You missed tackles to the point your pee-wee league coach called you to ask you what's wrong (true story). You didn't have an interception even though no less than four passes hit you in the hands throughout the season.
You temporarily lost your starting job midway through the season (for one game) only to regain the job but then lose it again the final game of the regular season. You had trouble in coverage. You had trouble communicating with the media to the point you seemingly gave up on the idea.
It was by any account a bad season because you know your new team -- the third you've played for in three seasons -- is considering dropping you like a bad habit to absolve itself of your toxic contract.
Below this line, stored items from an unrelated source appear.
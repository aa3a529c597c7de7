use serde::{Deserialize, Serialize};
use validator::Validate;

/// Profile returned by `auth/users/me/`.
#[derive(Clone, Debug, PartialEq, Eq, Serialize, Deserialize)]
pub struct User {
    pub id: u64,
    pub email: String,
    #[serde(default)]
    pub first_name: Option<String>,
    #[serde(default)]
    pub last_name: Option<String>,
    #[serde(default)]
    pub is_staff: bool,
    #[serde(default)]
    pub is_superuser: bool,
}

impl User {
    pub fn display_name(&self) -> String {
        let full = [self.first_name.as_deref(), self.last_name.as_deref()]
            .into_iter()
            .flatten()
            .map(str::trim)
            .filter(|s| !s.is_empty())
            .collect::<Vec<_>>()
            .join(" ");
        if full.is_empty() {
            self.email.clone()
        } else {
            full
        }
    }
}

/// Credentials posted to the login endpoint.
#[derive(Clone, Debug, Serialize, Deserialize, Validate)]
pub struct LoginRequest {
    #[validate(
        length(min = 1, message = "El correo electrónico es obligatorio"),
        email(message = "Formato de correo inválido")
    )]
    pub email: String,
    #[validate(length(min = 1, message = "La contraseña es obligatoria"))]
    pub password: String,
}

impl LoginRequest {
    pub fn new<E: Into<String>, P: Into<String>>(email: E, password: P) -> Self {
        Self {
            email: email.into().trim().to_string(),
            password: password.into(),
        }
    }
}
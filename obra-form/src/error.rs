use obra_core::ObraError;
use obra_media::MediaError;
use thiserror::Error;

pub type FormResult<T> = Result<T, FormError>;

#[derive(Error, Debug, Clone, PartialEq, Eq)]
pub enum FormError {
    #[error("Unknown field: {name}")]
    UnknownField { name: String },

    #[error("Unknown media channel: {name}")]
    UnknownChannel { name: String },

    #[error("Invalid value for {field}: {message}")]
    InvalidInput { field: String, message: String },

    #[error(transparent)]
    Media(#[from] MediaError),
}

impl FormError {
    pub fn unknown_field<S: Into<String>>(name: S) -> Self {
        Self::UnknownField { name: name.into() }
    }

    pub fn unknown_channel<S: Into<String>>(name: S) -> Self {
        Self::UnknownChannel { name: name.into() }
    }

    pub fn invalid_input<F: Into<String>, M: Into<String>>(field: F, message: M) -> Self {
        Self::InvalidInput {
            field: field.into(),
            message: message.into(),
        }
    }
}

impl From<FormError> for ObraError {
    fn from(err: FormError) -> Self {
        match err {
            FormError::Media(media) => media.into(),
            FormError::InvalidInput { field, message } => {
                let mut errors = obra_core::FieldErrors::new();
                errors.push_field(&field, message.clone());
                ObraError::bad_request(format!("Invalid value for {}: {}", field, message)).with_errors(errors)
            }
            other => ObraError::bad_request(other.to_string()),
        }
    }
}
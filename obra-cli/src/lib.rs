//! # obra-cli
//!
//! `obra` command line: the admin side of the CMS from a terminal. Commands
//! share one `App`, built from defaults, `OBRA__*` environment variables and
//! command line flags, in that order of precedence.

pub mod cli;
pub mod commands;
pub mod edit;
pub mod output;

use std::path::PathBuf;
use std::sync::Arc;

use anyhow::Result;
use obra_auth::{AuthOptions, FileTokenStorage, SessionStore};
use obra_core::config::{API_BASE_URL, AUTH_STORAGE_PATH, MEDIA_MAX_FILE_BYTES};
use obra_core::{ClientEvent, EventHub, NoticeLevel, ObraConfig, ObraConfigSnapshot};
use obra_rest::ApiClient;
use tracing::debug;

use crate::cli::Cli;

pub const ENV_PREFIX: &str = "OBRA__";

pub struct App {
    pub config: ObraConfigSnapshot,
    pub events: Arc<EventHub>,
    pub api: ApiClient,
    pub json: bool,
}

impl App {
    pub fn max_file_bytes(&self) -> Option<u64> {
        self.config.get_u64(MEDIA_MAX_FILE_BYTES)
    }
}

/// Defaults, then `OBRA__*` variables, then flags.
pub fn load_config(cli: &Cli) -> ObraConfigSnapshot {
    let mut config = ObraConfig::with_defaults();
    let applied = config.load_env(ENV_PREFIX);
    debug!(applied, "environment overrides loaded");

    if let Some(base_url) = &cli.base_url {
        config.set(API_BASE_URL, base_url.clone());
    }
    if let Some(path) = &cli.session_file {
        config.set(AUTH_STORAGE_PATH, path.display().to_string());
    }
    if !config.has(AUTH_STORAGE_PATH) {
        config.set(AUTH_STORAGE_PATH, default_session_path().display().to_string());
    }
    config.snapshot()
}

fn default_session_path() -> PathBuf {
    match std::env::var_os("HOME") {
        Some(home) => PathBuf::from(home).join(".obra").join("session.json"),
        None => PathBuf::from(".obra-session.json"),
    }
}

/// Notices go to stderr so `--json` output stays clean.
fn print_notices(event: &ClientEvent) {
    match event {
        ClientEvent::Notice(notice) => match notice.level {
            NoticeLevel::Error => eprintln!("✗ {}", notice.message),
            NoticeLevel::Success => eprintln!("✓ {}", notice.message),
            NoticeLevel::Info => eprintln!("· {}", notice.message),
        },
        ClientEvent::SessionExpired => eprintln!("· sesión cerrada"),
        _ => {}
    }
}

pub fn build(cli: &Cli) -> Result<App> {
    let config = load_config(cli);
    let options = AuthOptions::from_config(&config);
    options.validate().map_err(anyhow::Error::msg)?;

    let path = options
        .storage_path
        .clone()
        .map(PathBuf::from)
        .unwrap_or_else(default_session_path);
    let storage = Arc::new(FileTokenStorage::new(path));
    let session = Arc::new(SessionStore::restore(storage, options.expiry_skew)?);

    let events = Arc::new(EventHub::new());
    events.on(Arc::new(print_notices));

    let api = ApiClient::from_config(&config, session, Arc::clone(&events))?;
    debug!(base_url = api.base_url(), authenticated = api.session().is_authenticated(), "client ready");

    Ok(App {
        config,
        events,
        api,
        json: cli.json,
    })
}

/// Build the app and run one command.
pub async fn run(cli: Cli) -> Result<()> {
    let app = build(&cli)?;
    commands::dispatch(&app, cli.command).await
}

#[cfg(test)]
mod tests {
    use clap::Parser;

    use super::*;

    #[test]
    fn flags_override_defaults() {
        let dir = tempfile::tempdir().unwrap();
        let session_file = dir.path().join("s.json");
        let cli = Cli::try_parse_from([
            "obra",
            "--base-url",
            "https://cms.example.pe/api/",
            "--session-file",
            session_file.to_str().unwrap(),
            "whoami",
        ])
        .unwrap();

        let app = build(&cli).unwrap();
        assert_eq!(app.api.base_url(), "https://cms.example.pe/api/");
        assert_eq!(
            app.config.get(AUTH_STORAGE_PATH),
            Some(session_file.display().to_string().as_str())
        );
        assert!(!app.api.session().is_authenticated());
        assert_eq!(app.max_file_bytes(), Some(50 * 1024 * 1024));
    }
}
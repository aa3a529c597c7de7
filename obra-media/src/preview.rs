//! Ephemeral preview URLs for staged files.
//!
//! A `PreviewLease` is the only handle to a preview URL. It is created by
//! `PreviewRegistry::acquire` and releases its URL when dropped, so every URL
//! is released exactly once whichever way the owning slot or session goes
//! away.

use std::collections::HashMap;
use std::sync::{Arc, Mutex, MutexGuard};

use bytes::Bytes;
use obra_core::LocalFile;
use uuid::Uuid;

pub const PREVIEW_SCHEME: &str = "preview://";

#[derive(Debug, Clone, Copy, Default, PartialEq, Eq)]
pub struct PreviewStats {
    pub created: u64,
    pub released: u64,
    pub live: usize,
}

#[derive(Debug, Default)]
struct RegistryInner {
    live: HashMap<String, LocalFile>,
    created: u64,
    released: u64,
}

/// Issues and tracks preview URLs. Cheap to clone; clones share state.
#[derive(Debug, Clone, Default)]
pub struct PreviewRegistry {
    inner: Arc<Mutex<RegistryInner>>,
}

impl PreviewRegistry {
    pub fn new() -> Self {
        Self::default()
    }

    fn lock(&self) -> MutexGuard<'_, RegistryInner> {
        self.inner.lock().unwrap_or_else(|e| e.into_inner())
    }

    pub fn acquire(&self, file: &LocalFile) -> PreviewLease {
        let url = format!("{}{}/{}", PREVIEW_SCHEME, Uuid::new_v4().simple(), file.filename);
        let mut inner = self.lock();
        inner.live.insert(url.clone(), file.clone());
        inner.created += 1;
        tracing::debug!(url = %url, "preview acquired");
        PreviewLease {
            url,
            registry: self.clone(),
        }
    }

    /// Bytes and content type behind a live preview URL.
    pub fn resolve(&self, url: &str) -> Option<(String, Bytes)> {
        self.lock()
            .live
            .get(url)
            .map(|f| (f.content_type.clone(), f.bytes.clone()))
    }

    pub fn is_live(&self, url: &str) -> bool {
        self.lock().live.contains_key(url)
    }

    pub fn stats(&self) -> PreviewStats {
        let inner = self.lock();
        PreviewStats {
            created: inner.created,
            released: inner.released,
            live: inner.live.len(),
        }
    }

    fn release(&self, url: &str) {
        let mut inner = self.lock();
        if inner.live.remove(url).is_some() {
            inner.released += 1;
            tracing::debug!(url = %url, "preview released");
        }
    }
}

/// Owns one preview URL until dropped.
#[derive(Debug)]
pub struct PreviewLease {
    url: String,
    registry: PreviewRegistry,
}

impl PreviewLease {
    pub fn url(&self) -> &str {
        &self.url
    }
}

impl Drop for PreviewLease {
    fn drop(&mut self) {
        self.registry.release(&self.url);
    }
}
//! reqwest plumbing shared by the auth client and the REST client.

use obra_core::{error_from_body, ObraError};
use reqwest::{Response, StatusCode};
use tracing::warn;

/// Join a base URL and a relative API path with exactly one slash.
pub fn join_url(base: &str, path: &str) -> String {
    format!("{}/{}", base.trim_end_matches('/'), path.trim_start_matches('/'))
}

/// Map a failure that never produced a response.
pub fn transport_error(err: reqwest::Error) -> ObraError {
    let message = if err.is_timeout() {
        "La solicitud tardó demasiado en responder"
    } else if err.is_connect() {
        "No se pudo conectar con el servidor"
    } else if err.is_decode() {
        "Respuesta inválida del servidor"
    } else {
        "Error de red"
    };
    let base = if err.is_timeout() {
        ObraError::timeout(message)
    } else if err.is_decode() {
        ObraError::bad_gateway(message)
    } else {
        ObraError::unavailable(message)
    };
    base.with_source(err.into())
}

/// Turn a non-success response into an `ObraError` carrying the server's
/// field errors.
pub async fn error_from_response(response: Response) -> ObraError {
    let status = response.status();
    let url = response.url().path().to_string();
    let body = match response.text().await {
        Ok(body) => body,
        Err(e) => return transport_error(e),
    };
    let err = error_from_body(status.as_u16(), &body);
    warn!(status = status.as_u16(), path = %url, message = %err.message, "request failed");
    err
}

/// Pass successful responses through, convert the rest.
pub async fn check(response: Response) -> Result<Response, ObraError> {
    if response.status().is_success() {
        Ok(response)
    } else {
        Err(error_from_response(response).await)
    }
}

pub fn is_unauthorized(status: StatusCode) -> bool {
    status == StatusCode::UNAUTHORIZED
}

#[cfg(test)]
mod tests {
    use super::*;

    #[test]
    fn join_url_normalises_slashes() {
        assert_eq!(join_url("http://h/api/", "/projects/"), "http://h/api/projects/");
        assert_eq!(join_url("http://h/api", "projects/"), "http://h/api/projects/");
    }
}
//! `MultipartPayload` → `reqwest::multipart::Form`, preserving part order.

use obra_core::{MultipartPayload, ObraError, PartValue};
use reqwest::multipart::{Form, Part};

pub fn to_form(payload: MultipartPayload) -> Result<Form, ObraError> {
    let mut form = Form::new();
    for part in payload.into_parts() {
        form = match part.value {
            PartValue::Text(text) => form.text(part.name, text),
            PartValue::File(file) => {
                let content_type = file.content_type.clone();
                let body = Part::bytes(file.bytes.to_vec())
                    .file_name(file.filename)
                    .mime_str(&content_type)
                    .map_err(|e| {
                        ObraError::unsupported_media_type(format!("Tipo de archivo inválido: {content_type}"))
                            .with_source(e.into())
                    })?;
                form.part(part.name, body)
            }
        };
    }
    Ok(form)
}
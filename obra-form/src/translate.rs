//! Submit translation: form fields plus media ledgers into one multipart
//! body.
//!
//! Part order is fixed: scalar fields in registry order, then for each
//! channel its new files followed by its deletion instructions. Building the
//! payload never changes the form or the ledgers, so a rejected submit can be
//! corrected and sent again.

use obra_core::MultipartPayload;
use obra_media::{DeletionEncoding, MediaLedger};

use crate::form::FormState;

pub type SubmitPayload = MultipartPayload;

pub fn translate(form: &FormState, ledgers: &[MediaLedger]) -> SubmitPayload {
    let mut payload = MultipartPayload::new();
    form.push_scalar_parts(&mut payload);
    for ledger in ledgers {
        push_channel(&mut payload, ledger);
    }
    payload
}

fn push_channel(payload: &mut MultipartPayload, ledger: &MediaLedger) {
    let channel = ledger.channel();
    let changes = ledger.changes();

    for file in &changes.uploads {
        payload.push_file(channel.upload_field.clone(), (*file).clone());
    }

    match &channel.deletion {
        DeletionEncoding::ById(field) => {
            for id in changes.deleted.iter().chain(changes.replaced.iter()) {
                payload.push_text(field.clone(), id.to_string());
            }
        }
        DeletionEncoding::Flag(field) => {
            if !changes.deleted.is_empty() {
                payload.push_text(field.clone(), "true");
            }
        }
        DeletionEncoding::ClearField(field) => {
            if !changes.deleted.is_empty() && changes.uploads.is_empty() {
                payload.push_text(field.clone(), "");
            }
        }
        DeletionEncoding::Forbidden => {}
    }
}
But, hey, it's Super Bowl Sunday. You're not playing but neither is there any pressure on you. It's a time to forget the worries of a terrible season. So you sit down like 100 million other people to watch the game. Maybe you're hanging with friends.Maybe you're hanging with family. It is a good time for everyone.
And then the game goes to a commercial and the one below comes on the tube. And, hey, midway through the commercial you recognize yourself. And you're not the hero in this commercial, in fact you're the goat. And you suddenly realize that 40 percent of the televisions turned on around the country just showed what your 2009 season was mostly about.
Question: How do you feel?
Is it fair or unfair?
And are you more mad at yourself for putting yourself in the situation you did? Or are you upset that the NFL basically called you out as a goat on the play?